C’est à ce point précis qu’il faut tout de suite enclencher le troisième niveau d’analyse et quitter le terrain local. Strasbourg et sa future métropole n’inaugurent-ils pas une évolution à laquelle la France est, si l’on peut dire, condamnée ? N’y a-t-il pas là matière à réflexion pour l’avenir ? Ne sommes-nous pas en position de capitaliser une expérience utile au pays ?

 

Chacun s’accorde à sentir que la situation actuelle ne peut plus durer très longtemps, et que le blocage des forces qui composent le pays, va bientôt libérer l’énergie d’un tremblement de terre. L’abstention, de ce point de vue, est la mesure exacte de cette sismologie politique. C’est peu de dire que les compteurs sont au rouge. Osons dans ce contexte un peu de politique-fiction. Deux options majeures (on exclura celle, pourtant toujours possible, de l’entropie économique incontrôlable, de l’émeute sociale et du désordre généralisé) se présentent à nous à moyen terme.

 

Première option, sur fond de crise économique et sociale généralisée, le Front national et une partie de la droite (la « droite nationale », qui pèse quand même plusieurs dizaines de député) font alliance sur un programme qui a un semblant de cohérence, et prennent le pouvoir à l’occasion d’un scrutin législatif majoritaire. Le PS vole en éclat, l’extrême gauche vocifère mais reste impuissante, les verts retournent dans l’ombre. Ce n’est pas le cas le moins probable, tant le désir est grand dans l’électorat de faire l’expérience de la virginité politique et de l’exploration des chimères.

 

Deuxième option, les forces réformatrices et libérales du PS et de l’UMP trouvent un terrain d’entente, suite par exemple à une crise sociale ponctuellement violente dans la rue ou dans les banlieues, et forment un hybride politique, sous forme d’une fédération par exemple, que les centristes n’ont d’autres choix que de rejoindre. Le Front national reste fort mais il est contenu dans les marges par cet « UMPS » qu’il craint, à raison, plus que tout.

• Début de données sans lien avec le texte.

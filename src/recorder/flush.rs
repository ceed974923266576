//! The transactional flush
//!
//! ```text
//! buffer ──► count per chat ──► BEGIN ──► upsert chats ──► insert events ──► COMMIT
//!                                              │           (≤ chunk rows each)
//!                                              └── any error or panic ──► ROLLBACK, keep buffer
//! ```
//!
//! Always called with the buffer lock held, so producers' events queue in
//! the intake channel until the flush finishes.

use std::collections::BTreeMap;
use std::panic::{self, AssertUnwindSafe};

use chrono::{DateTime, Utc};

use super::buffer::PendingBuffer;
use super::metrics::RecorderMetrics;
use crate::storage::{Storage, StorageTx, StoreResult};
use crate::types::{ChatId, NewEvent};

/// What caused a flush
#[derive(Debug, Clone, Copy, PartialEq, Eq)]
pub enum FlushTrigger {
    /// Buffer reached the size threshold
    Size,
    /// Periodic timer
    Timer,
    /// Caller asked for fresh data
    Manual,
    /// Final flush of the event loop
    Shutdown,
}

impl std::fmt::Display for FlushTrigger {
    fn fmt(&self, f: &mut std::fmt::Formatter<'_>) -> std::fmt::Result {
        match self {
            FlushTrigger::Size => write!(f, "size"),
            FlushTrigger::Timer => write!(f, "timer"),
            FlushTrigger::Manual => write!(f, "manual"),
            FlushTrigger::Shutdown => write!(f, "shutdown"),
        }
    }
}

/// Result of one flush attempt
#[derive(Debug, Clone, Copy, PartialEq, Eq)]
pub enum FlushOutcome {
    /// Nothing was buffered
    Empty,
    /// Committed; the buffer is now empty
    Flushed { events: usize, chats: usize },
    /// Rolled back (or panicked); the buffer is unchanged
    Failed { pending: usize },
}

impl FlushOutcome {
    pub fn is_failed(&self) -> bool {
        matches!(self, FlushOutcome::Failed { .. })
    }
}

/// Persist the whole buffer in one transaction and clear it on success
pub(crate) fn flush_pending(
    store: &dyn Storage,
    buffer: &mut PendingBuffer,
    chunk_size: usize,
    metrics: &RecorderMetrics,
    trigger: FlushTrigger,
) -> FlushOutcome {
    if buffer.is_empty() {
        return FlushOutcome::Empty;
    }

    let now = Utc::now();
    let written = panic::catch_unwind(AssertUnwindSafe(|| {
        write_batch(store, buffer.keys(), now, chunk_size)
    }));

    match written {
        Ok(Ok(chats)) => {
            let events = buffer.len();
            buffer.clear();
            metrics.record_flush(events);
            tracing::debug!(%trigger, events, chats, "flushed usage events");
            FlushOutcome::Flushed { events, chats }
        }
        Ok(Err(e)) => {
            buffer.defer_size_trigger();
            metrics.record_failed_flush();
            tracing::error!(%trigger, pending = buffer.len(), error = %e, "failed to flush usage events");
            FlushOutcome::Failed {
                pending: buffer.len(),
            }
        }
        Err(payload) => {
            buffer.defer_size_trigger();
            metrics.record_failed_flush();
            tracing::error!(
                %trigger,
                pending = buffer.len(),
                panic = %panic_message(payload.as_ref()),
                "panic while flushing usage events"
            );
            FlushOutcome::Failed {
                pending: buffer.len(),
            }
        }
    }
}

/// One transaction: upsert every distinct chat, then insert one event per key.
/// Returns the number of distinct chats.
fn write_batch(
    store: &dyn Storage,
    keys: &[ChatId],
    now: DateTime<Utc>,
    chunk_size: usize,
) -> StoreResult<usize> {
    let mut chat_counts: BTreeMap<ChatId, usize> = BTreeMap::new();
    for &chat_id in keys {
        *chat_counts.entry(chat_id).or_insert(0) += 1;
    }

    let mut tx = store.begin()?;
    match write_rows(tx.as_mut(), &chat_counts, keys, now, chunk_size) {
        Ok(()) => {
            tx.commit()?;
            Ok(chat_counts.len())
        }
        Err(e) => {
            if let Err(rollback_err) = tx.rollback() {
                tracing::warn!(error = %rollback_err, "rollback failed");
            }
            Err(e)
        }
    }
}

fn write_rows(
    tx: &mut (dyn StorageTx + '_),
    chat_counts: &BTreeMap<ChatId, usize>,
    keys: &[ChatId],
    now: DateTime<Utc>,
    chunk_size: usize,
) -> StoreResult<()> {
    for &chat_id in chat_counts.keys() {
        tx.upsert_chat(chat_id, now)?;
    }

    let events: Vec<NewEvent> = keys.iter().map(|&id| NewEvent::new(id, now)).collect();
    debug_assert_eq!(events.len(), chat_counts.values().sum::<usize>());

    for chunk in events.chunks(chunk_size) {
        tx.insert_events(chunk)?;
    }
    Ok(())
}

fn panic_message(payload: &(dyn std::any::Any + Send)) -> String {
    if let Some(msg) = payload.downcast_ref::<&str>() {
        msg.to_string()
    } else if let Some(msg) = payload.downcast_ref::<String>() {
        msg.clone()
    } else {
        "unknown panic".to_string()
    }
}

#[cfg(test)]
mod tests {
    use super::*;
    use crate::recorder::testing::{FaultyStore, Fault};

    fn buffer_with(keys: &[ChatId]) -> PendingBuffer {
        let mut buffer = PendingBuffer::new(1000);
        for &k in keys {
            buffer.push(k, usize::MAX);
        }
        buffer
    }

    #[test]
    fn test_empty_buffer_is_noop() {
        let (store, _dir) = FaultyStore::create();
        let metrics = RecorderMetrics::default();
        let mut buffer = PendingBuffer::new(10);

        let outcome = flush_pending(&store, &mut buffer, 999, &metrics, FlushTrigger::Manual);

        assert_eq!(outcome, FlushOutcome::Empty);
        assert_eq!(store.begin_calls(), 0);
    }

    #[test]
    fn test_flush_writes_chats_and_events() {
        let (store, _dir) = FaultyStore::create();
        let metrics = RecorderMetrics::default();
        let mut buffer = buffer_with(&[42, 7, 42, 42, 7]);

        let outcome = flush_pending(&store, &mut buffer, 999, &metrics, FlushTrigger::Manual);

        assert_eq!(outcome, FlushOutcome::Flushed { events: 5, chats: 2 });
        assert!(buffer.is_empty());
        assert_eq!(store.inner().count_events_for_chat(42).unwrap(), 3);
        assert_eq!(store.inner().count_events_for_chat(7).unwrap(), 2);
        assert_eq!(store.inner().count_distinct_chats().unwrap(), 2);
        assert_eq!(metrics.snapshot().events_flushed, 5);
    }

    #[test]
    fn test_events_are_chunked() {
        let (store, _dir) = FaultyStore::create();
        let metrics = RecorderMetrics::default();
        let keys: Vec<ChatId> = (0..2500).map(|i| i % 3).collect();
        let mut buffer = buffer_with(&keys);

        let outcome = flush_pending(&store, &mut buffer, 999, &metrics, FlushTrigger::Size);

        assert_eq!(outcome, FlushOutcome::Flushed { events: 2500, chats: 3 });
        assert_eq!(store.insert_sizes(), vec![999, 999, 502]);
        assert_eq!(store.inner().count_events().unwrap(), 2500);
    }

    #[test]
    fn test_chats_upserted_before_events() {
        let (store, _dir) = FaultyStore::create();
        let metrics = RecorderMetrics::default();
        let mut buffer = buffer_with(&[3, 1, 2]);

        flush_pending(&store, &mut buffer, 999, &metrics, FlushTrigger::Manual);

        assert_eq!(store.call_log(), vec!["upsert", "upsert", "upsert", "insert"]);
    }

    #[test]
    fn test_insert_failure_rolls_back_and_keeps_buffer() {
        let (store, _dir) = FaultyStore::create();
        store.set_fault(Some(Fault::Insert));
        let metrics = RecorderMetrics::default();
        let mut buffer = buffer_with(&[42, 7]);

        let outcome = flush_pending(&store, &mut buffer, 999, &metrics, FlushTrigger::Timer);

        assert_eq!(outcome, FlushOutcome::Failed { pending: 2 });
        assert_eq!(buffer.keys(), &[42, 7]);
        // The upserts that preceded the failure were rolled back
        assert_eq!(store.inner().count_distinct_chats().unwrap(), 0);
        assert_eq!(store.inner().count_events().unwrap(), 0);
        assert_eq!(metrics.snapshot().failed_flushes, 1);

        // The retry persists the same events exactly once
        store.set_fault(None);
        let outcome = flush_pending(&store, &mut buffer, 999, &metrics, FlushTrigger::Timer);
        assert_eq!(outcome, FlushOutcome::Flushed { events: 2, chats: 2 });
        assert_eq!(store.inner().count_events().unwrap(), 2);
    }

    #[test]
    fn test_begin_failure_keeps_buffer() {
        let (store, _dir) = FaultyStore::create();
        store.set_fault(Some(Fault::Begin));
        let metrics = RecorderMetrics::default();
        let mut buffer = buffer_with(&[1]);

        let outcome = flush_pending(&store, &mut buffer, 999, &metrics, FlushTrigger::Manual);

        assert!(outcome.is_failed());
        assert_eq!(buffer.len(), 1);
    }

    #[test]
    fn test_failure_defers_size_trigger() {
        let (store, _dir) = FaultyStore::create();
        store.set_fault(Some(Fault::Upsert));
        let metrics = RecorderMetrics::default();
        let mut buffer = PendingBuffer::new(2);
        buffer.push(1, 100);
        buffer.push(2, 100);
        assert!(buffer.size_trigger_reached());

        flush_pending(&store, &mut buffer, 999, &metrics, FlushTrigger::Size);

        assert!(!buffer.size_trigger_reached());
    }

    #[test]
    fn test_panic_is_contained() {
        let (store, _dir) = FaultyStore::create();
        store.set_fault(Some(Fault::Panic));
        let metrics = RecorderMetrics::default();
        let mut buffer = buffer_with(&[9, 9]);

        let outcome = flush_pending(&store, &mut buffer, 999, &metrics, FlushTrigger::Manual);

        assert_eq!(outcome, FlushOutcome::Failed { pending: 2 });
        assert_eq!(store.inner().count_distinct_chats().unwrap(), 0);

        // The writer connection was released by the unwinding transaction
        store.set_fault(None);
        let outcome = flush_pending(&store, &mut buffer, 999, &metrics, FlushTrigger::Manual);
        assert_eq!(outcome, FlushOutcome::Flushed { events: 2, chats: 1 });
    }

    #[test]
    fn test_panic_message_extraction() {
        assert_eq!(panic_message(&"boom"), "boom");
        assert_eq!(panic_message(&"boom".to_string()), "boom");
        assert_eq!(panic_message(&42u8), "unknown panic");
    }
}
//! Error types for the recorder and its callers
//!
//! Storage failures inside a flush never surface here: the flush engine
//! logs them and keeps the events buffered. Only query paths and
//! argument validation return these errors.

use thiserror::Error;

use crate::storage::StoreError;

/// Result type for recorder operations
pub type Result<T> = std::result::Result<T, RecorderError>;

#[derive(Debug, Error)]
pub enum RecorderError {
    /// Unknown stats period (valid: hour, day, week, month)
    #[error("invalid period: {0}")]
    InvalidPeriod(String),

    /// Callback payload is not `level_N` with N in 1..=10
    #[error("invalid level: {0}")]
    InvalidLevel(String),

    /// The recorder has been shut down; the event was not accepted
    #[error("recorder is shut down")]
    Closed,

    #[error(transparent)]
    Storage(#[from] StoreError),
}
//! Recorder tuning knobs

use std::time::Duration;

/// Intake channel capacity
pub const DEFAULT_CHANNEL_CAPACITY: usize = 1000;
/// Buffer length that triggers an immediate flush
pub const DEFAULT_FLUSH_THRESHOLD: usize = 1000;
/// Timer-triggered flush period
pub const DEFAULT_FLUSH_INTERVAL: Duration = Duration::from_secs(5 * 60);
/// Longest accepted flush period
pub const MAX_FLUSH_INTERVAL: Duration = Duration::from_secs(24 * 60 * 60);
/// Rows per bulk INSERT statement
pub const DEFAULT_INSERT_CHUNK_SIZE: usize = 999;
/// Ceiling on buffered events while the store keeps failing
pub const DEFAULT_MAX_PENDING: usize = 100_000;

/// Configuration for the StatsRecorder
#[derive(Debug, Clone, PartialEq, Eq)]
pub struct RecorderConfig {
    /// Capacity of the non-blocking intake queue
    pub channel_capacity: usize,
    /// Flush as soon as this many events are buffered
    pub flush_threshold: usize,
    /// Flush whatever is pending at this interval
    pub flush_interval: Duration,
    /// Maximum rows per bulk insert
    pub insert_chunk_size: usize,
    /// New events are dropped once this many are buffered
    pub max_pending: usize,
}

impl Default for RecorderConfig {
    fn default() -> Self {
        Self {
            channel_capacity: DEFAULT_CHANNEL_CAPACITY,
            flush_threshold: DEFAULT_FLUSH_THRESHOLD,
            flush_interval: DEFAULT_FLUSH_INTERVAL,
            insert_chunk_size: DEFAULT_INSERT_CHUNK_SIZE,
            max_pending: DEFAULT_MAX_PENDING,
        }
    }
}

impl RecorderConfig {
    pub fn new() -> Self {
        Self::default()
    }

    pub fn with_channel_capacity(mut self, capacity: usize) -> Self {
        self.channel_capacity = capacity;
        self
    }

    pub fn with_flush_threshold(mut self, threshold: usize) -> Self {
        self.flush_threshold = threshold;
        self
    }

    pub fn with_flush_interval(mut self, interval: Duration) -> Self {
        self.flush_interval = interval;
        self
    }

    pub fn with_insert_chunk_size(mut self, chunk_size: usize) -> Self {
        self.insert_chunk_size = chunk_size;
        self
    }

    pub fn with_max_pending(mut self, max_pending: usize) -> Self {
        self.max_pending = max_pending;
        self
    }

    /// Clamp values the runtime cannot work with: zero capacities and a
    /// flush period outside `1ms..=MAX_FLUSH_INTERVAL`
    pub(crate) fn normalized(mut self) -> Self {
        self.channel_capacity = self.channel_capacity.max(1);
        self.flush_threshold = self.flush_threshold.max(1);
        self.flush_interval = self
            .flush_interval
            .clamp(Duration::from_millis(1), MAX_FLUSH_INTERVAL);
        self.insert_chunk_size = self.insert_chunk_size.max(1);
        self.max_pending = self.max_pending.max(self.flush_threshold);
        self
    }
}
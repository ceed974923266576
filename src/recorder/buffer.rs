//! Pending buffer of chat ids awaiting a flush

use crate::types::ChatId;

/// Ordered chat ids recorded since the last successful flush
///
/// Owned by the recorder behind its mutex. A failed flush leaves the contents
/// in place and pushes the size trigger one threshold further out, so a
/// broken store is retried on the next batch or timer tick rather than on
/// every single append.
#[derive(Debug)]
pub struct PendingBuffer {
    keys: Vec<ChatId>,
    threshold: usize,
    next_size_trigger: usize,
}

impl PendingBuffer {
    pub fn new(threshold: usize) -> Self {
        Self {
            keys: Vec::with_capacity(threshold),
            threshold,
            next_size_trigger: threshold,
        }
    }

    pub fn len(&self) -> usize {
        self.keys.len()
    }

    pub fn is_empty(&self) -> bool {
        self.keys.is_empty()
    }

    pub fn keys(&self) -> &[ChatId] {
        &self.keys
    }

    /// Append unless the buffer already holds `ceiling` keys
    pub fn push(&mut self, chat_id: ChatId, ceiling: usize) -> bool {
        if self.keys.len() >= ceiling {
            return false;
        }
        self.keys.push(chat_id);
        true
    }

    pub fn size_trigger_reached(&self) -> bool {
        self.keys.len() >= self.next_size_trigger
    }

    /// Everything was persisted
    pub fn clear(&mut self) {
        self.keys.clear();
        self.next_size_trigger = self.threshold;
    }

    /// A flush failed; keep the keys and wait for another threshold's worth
    pub fn defer_size_trigger(&mut self) {
        self.next_size_trigger = self.keys.len() + self.threshold;
    }
}
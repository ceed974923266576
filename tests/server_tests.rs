//! Front-end session tests
//!
//! Feed command scripts through `UsageServer::run` and check the replies
//! alongside what lands in the store.

use std::sync::Arc;
use std::time::Duration;

use tempfile::TempDir;

use usage_stats::server::UsageServer;
use usage_stats::{PendingSelections, RecorderConfig, ReportAccess, SqliteStore, StatsRecorder, StatsReport};

const ADMIN: i64 = 1001;

fn create_server() -> (UsageServer, Arc<SqliteStore>, tokio::task::JoinHandle<()>, TempDir) {
    let temp_dir = TempDir::new().expect("Failed to create temp dir");
    let store = Arc::new(SqliteStore::open(temp_dir.path().join("usage.db")).expect("Failed to open store"));
    let config = RecorderConfig::default().with_flush_interval(Duration::from_secs(3600));
    let (recorder, handle) = StatsRecorder::spawn(store.clone(), config);
    let server = UsageServer::new(
        recorder,
        Arc::new(PendingSelections::default()),
        ReportAccess::new(Some(ADMIN)),
    );
    (server, store, handle, temp_dir)
}

async fn run_script(server: &UsageServer, script: &str) -> Vec<String> {
    let mut output = Vec::new();
    server.run(script.as_bytes(), &mut output).await.unwrap();
    String::from_utf8(output).unwrap().lines().map(str::to_string).collect()
}

async fn wait_for_pending(server: &UsageServer, expected: usize) {
    for _ in 0..500 {
        if server.recorder().pending_len() == expected {
            return;
        }
        tokio::time::sleep(Duration::from_millis(10)).await;
    }
    panic!("pending buffer never reached {}", expected);
}

#[tokio::test]
async fn test_session_records_and_reports() {
    let (server, store, handle, _temp_dir) = create_server();

    let replies = run_script(&server, "event 42\nevent 7\n\nevent 42\nphoto 9 file-abc\nchoose 7 9 level_3\n").await;
    assert_eq!(
        replies,
        vec!["ok", "ok", "ok", "choose a level: 1-10", "level 3 selected for file-abc"]
    );

    let replies = run_script(&server, "photo 9 file-def\nchoose 7 9 level_11\nchoose 7 9 level_2\n").await;
    assert_eq!(replies[1], "error: invalid level: level_11");
    assert_eq!(replies[2], "level 2 selected for file-def");

    wait_for_pending(&server, 6).await;

    let replies = run_script(&server, "stats 5\nstats 1001\n").await;
    assert_eq!(replies[0], "error: not authorized");
    assert_eq!(replies[1], "Usage statistics:");
    assert!(replies.contains(&"  last hour:  6".to_string()));
    assert!(replies.contains(&"  last month: 6".to_string()));
    assert_eq!(replies.last().unwrap(), "Users (all time): 2");

    // The report forced a flush
    assert_eq!(store.count_events().unwrap(), 6);
    assert_eq!(server.recorder().pending_len(), 0);

    server.recorder().shutdown();
    handle.await.unwrap();
}

#[tokio::test]
async fn test_session_rejects_bad_input() {
    let (server, store, handle, _temp_dir) = create_server();

    let replies = run_script(&server, "event\nevent abc\nfrobnicate\nchoose 3 9 level_11\nchoose 3 9 level_2\n").await;
    assert_eq!(replies.len(), 5);
    assert_eq!(replies[0], "error: usage: event <chat_id>");
    assert_eq!(replies[1], "error: invalid chat_id: abc");
    assert_eq!(replies[2], "error: unknown command: frobnicate");
    // Nothing pending for sender 9, so the level is never looked at
    assert_eq!(replies[3], "no pending item");
    assert_eq!(replies[4], "no pending item");

    // Both callbacks still count as usage for chat 3
    wait_for_pending(&server, 2).await;
    let replies = run_script(&server, "flush\nflush\n").await;
    assert_eq!(replies, vec!["flushed 2 events for 1 chats", "nothing to flush"]);
    assert_eq!(store.count_events_for_chat(3).unwrap(), 2);

    server.recorder().shutdown();
    handle.await.unwrap();
}

#[tokio::test]
async fn test_report_json_matches_counts() {
    let (server, _store, handle, _temp_dir) = create_server();

    run_script(&server, "event 1\nevent 2\nevent 3\n").await;
    wait_for_pending(&server, 3).await;

    let report = StatsReport::gather(server.recorder()).unwrap();
    assert_eq!(report.last_day, 3);
    assert_eq!(report.total_chats, 3);

    let json: serde_json::Value = serde_json::from_str(&report.to_json().unwrap()).unwrap();
    assert_eq!(json["lastWeek"], 3);
    assert_eq!(json["totalChats"], 3);

    let replies = run_script(&server, "metrics\n").await;
    let metrics: serde_json::Value = serde_json::from_str(&replies[0]).unwrap();
    assert_eq!(metrics["queued"], 3);
    assert_eq!(metrics["eventsFlushed"], 3);

    server.recorder().shutdown();
    handle.await.unwrap();
}
//! SQLite DDL and database initialization
//!
//! ```text
//! chats                         events
//! ┌──────────────────┐          ┌──────────────────────┐
//! │ id (PK)          │◄ ─ ─ ─ ─ │ chat_id (indexed)    │
//! │ created_at (ms)  │          │ id (PK, autoinc)     │
//! │ updated_at (ms)  │          │ created_at (ms)      │
//! └──────────────────┘          └──────────────────────┘
//! ```
//!
//! `events.chat_id` has no foreign key constraint. Every flush upserts the
//! chat rows before inserting their events, in the same transaction.

use rusqlite::Connection;

use super::{StoreError, StoreResult};

/// Stored in `PRAGMA user_version`. 0 means a fresh database.
pub const SCHEMA_VERSION: i32 = 1;

const CREATE_CHATS: &str = r#"
CREATE TABLE IF NOT EXISTS chats (
    id          INTEGER PRIMARY KEY,
    created_at  INTEGER NOT NULL,
    updated_at  INTEGER NOT NULL
)
"#;

const CREATE_EVENTS: &str = r#"
CREATE TABLE IF NOT EXISTS events (
    id          INTEGER PRIMARY KEY AUTOINCREMENT,
    chat_id     INTEGER NOT NULL,
    created_at  INTEGER NOT NULL
)
"#;

const CREATE_EVENTS_CHAT_INDEX: &str =
    "CREATE INDEX IF NOT EXISTS idx_events_chat_id ON events(chat_id)";

const CREATE_EVENTS_CREATED_INDEX: &str =
    "CREATE INDEX IF NOT EXISTS idx_events_created_at ON events(created_at)";

/// Connection-level pragmas for the writer connection
pub(crate) fn configure(conn: &Connection) -> StoreResult<()> {
    conn.execute_batch("PRAGMA journal_mode = WAL")?;
    conn.execute_batch("PRAGMA synchronous = NORMAL")?;
    Ok(())
}

/// Create tables on a fresh database, verify the version otherwise
pub(crate) fn initialize(conn: &Connection) -> StoreResult<()> {
    let version: i32 = conn.query_row("PRAGMA user_version", [], |row| row.get(0))?;

    match version {
        0 => {
            conn.execute_batch("BEGIN")?;
            let created = (|| -> StoreResult<()> {
                conn.execute(CREATE_CHATS, [])?;
                conn.execute(CREATE_EVENTS, [])?;
                conn.execute(CREATE_EVENTS_CHAT_INDEX, [])?;
                conn.execute(CREATE_EVENTS_CREATED_INDEX, [])?;
                conn.execute_batch(&format!("PRAGMA user_version = {}", SCHEMA_VERSION))?;
                Ok(())
            })();
            match created {
                Ok(()) => conn.execute_batch("COMMIT")?,
                Err(e) => {
                    let _ = conn.execute_batch("ROLLBACK");
                    return Err(e);
                }
            }
            tracing::info!(version = SCHEMA_VERSION, "created usage stats schema");
            Ok(())
        }
        SCHEMA_VERSION => Ok(()),
        found => Err(StoreError::SchemaVersion {
            expected: SCHEMA_VERSION,
            found,
        }),
    }
}
//! Line commands understood by the server
//!
//! ```text
//! event  <chat_id>
//! photo  <sender_id> <token>
//! choose <chat_id> <sender_id> <callback_data>
//! stats  <sender_id>
//! flush
//! metrics
//! ```

use std::str::FromStr;

use thiserror::Error;

use crate::types::{ChatId, SenderId};

#[derive(Debug, Clone, PartialEq, Eq)]
pub enum Command {
    /// Record one usage event for a chat
    Event { chat_id: ChatId },
    /// A sender uploaded an item and will choose a level next
    Photo { sender_id: SenderId, token: String },
    /// A level-choice callback arrived
    Choose {
        chat_id: ChatId,
        sender_id: SenderId,
        data: String,
    },
    /// Request the usage report
    Stats { sender_id: SenderId },
    Flush,
    Metrics,
}

#[derive(Debug, Error, PartialEq, Eq)]
pub enum CommandError {
    #[error("empty command")]
    Empty,

    #[error("unknown command: {0}")]
    Unknown(String),

    #[error("usage: {0}")]
    Usage(&'static str),

    #[error("invalid {field}: {value}")]
    InvalidId { field: &'static str, value: String },
}

impl FromStr for Command {
    type Err = CommandError;

    fn from_str(line: &str) -> Result<Self, Self::Err> {
        let mut parts = line.split_whitespace();
        let name = parts.next().ok_or(CommandError::Empty)?;
        let args: Vec<&str> = parts.collect();

        match (name, args.as_slice()) {
            ("event", [chat_id]) => Ok(Command::Event {
                chat_id: parse_id("chat_id", chat_id)?,
            }),
            ("event", _) => Err(CommandError::Usage("event <chat_id>")),

            ("photo", [sender_id, token]) => Ok(Command::Photo {
                sender_id: parse_id("sender_id", sender_id)?,
                token: token.to_string(),
            }),
            ("photo", _) => Err(CommandError::Usage("photo <sender_id> <token>")),

            ("choose", [chat_id, sender_id, data]) => Ok(Command::Choose {
                chat_id: parse_id("chat_id", chat_id)?,
                sender_id: parse_id("sender_id", sender_id)?,
                data: data.to_string(),
            }),
            ("choose", _) => Err(CommandError::Usage("choose <chat_id> <sender_id> <callback_data>")),

            ("stats", [sender_id]) => Ok(Command::Stats {
                sender_id: parse_id("sender_id", sender_id)?,
            }),
            ("stats", _) => Err(CommandError::Usage("stats <sender_id>")),

            ("flush", []) => Ok(Command::Flush),
            ("metrics", []) => Ok(Command::Metrics),
            ("flush", _) | ("metrics", _) => Err(CommandError::Usage("flush | metrics")),

            (other, _) => Err(CommandError::Unknown(other.to_string())),
        }
    }
}

fn parse_id(field: &'static str, value: &str) -> Result<i64, CommandError> {
    value.parse().map_err(|_| CommandError::InvalidId {
        field,
        value: value.to_string(),
    })
}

L’extrême gauche se renforce de la partie gauchiste du PS, qui n’accepte pas la nouvelle donne, mais elle n’a toujours rien à proposer de concret. Les verts, trop identifiés au sectarisme, à l’utopie et surtout à l’impôt, disparaissent de la carte. La nouvelle coalition n’en a de toute façon pas besoin, car sa base électorale est suffisamment élargie pour conduire les réformes radicales dont le pays a besoin.

 

Cette option, remarquons-le, est celle qui décrite comme souhaitable dans la remarquable analyse que fait l’ancien ministre Hubert Védrine (http://www.hubertvedrine.net/accueil/).

 

A sa manière, c’est bien cette option-là qui se profile derrière la « nouvelle gouvernance » dont Robert Herrmann fait la promotion à Strasbourg. C’est tout le ressort et la puissance spécifique de la démocratie, qui transmute comme par magie la manœuvre politicienne en mouvement de fond évitant constamment à un pays au bord de l’abîme d’y sombrer totalement.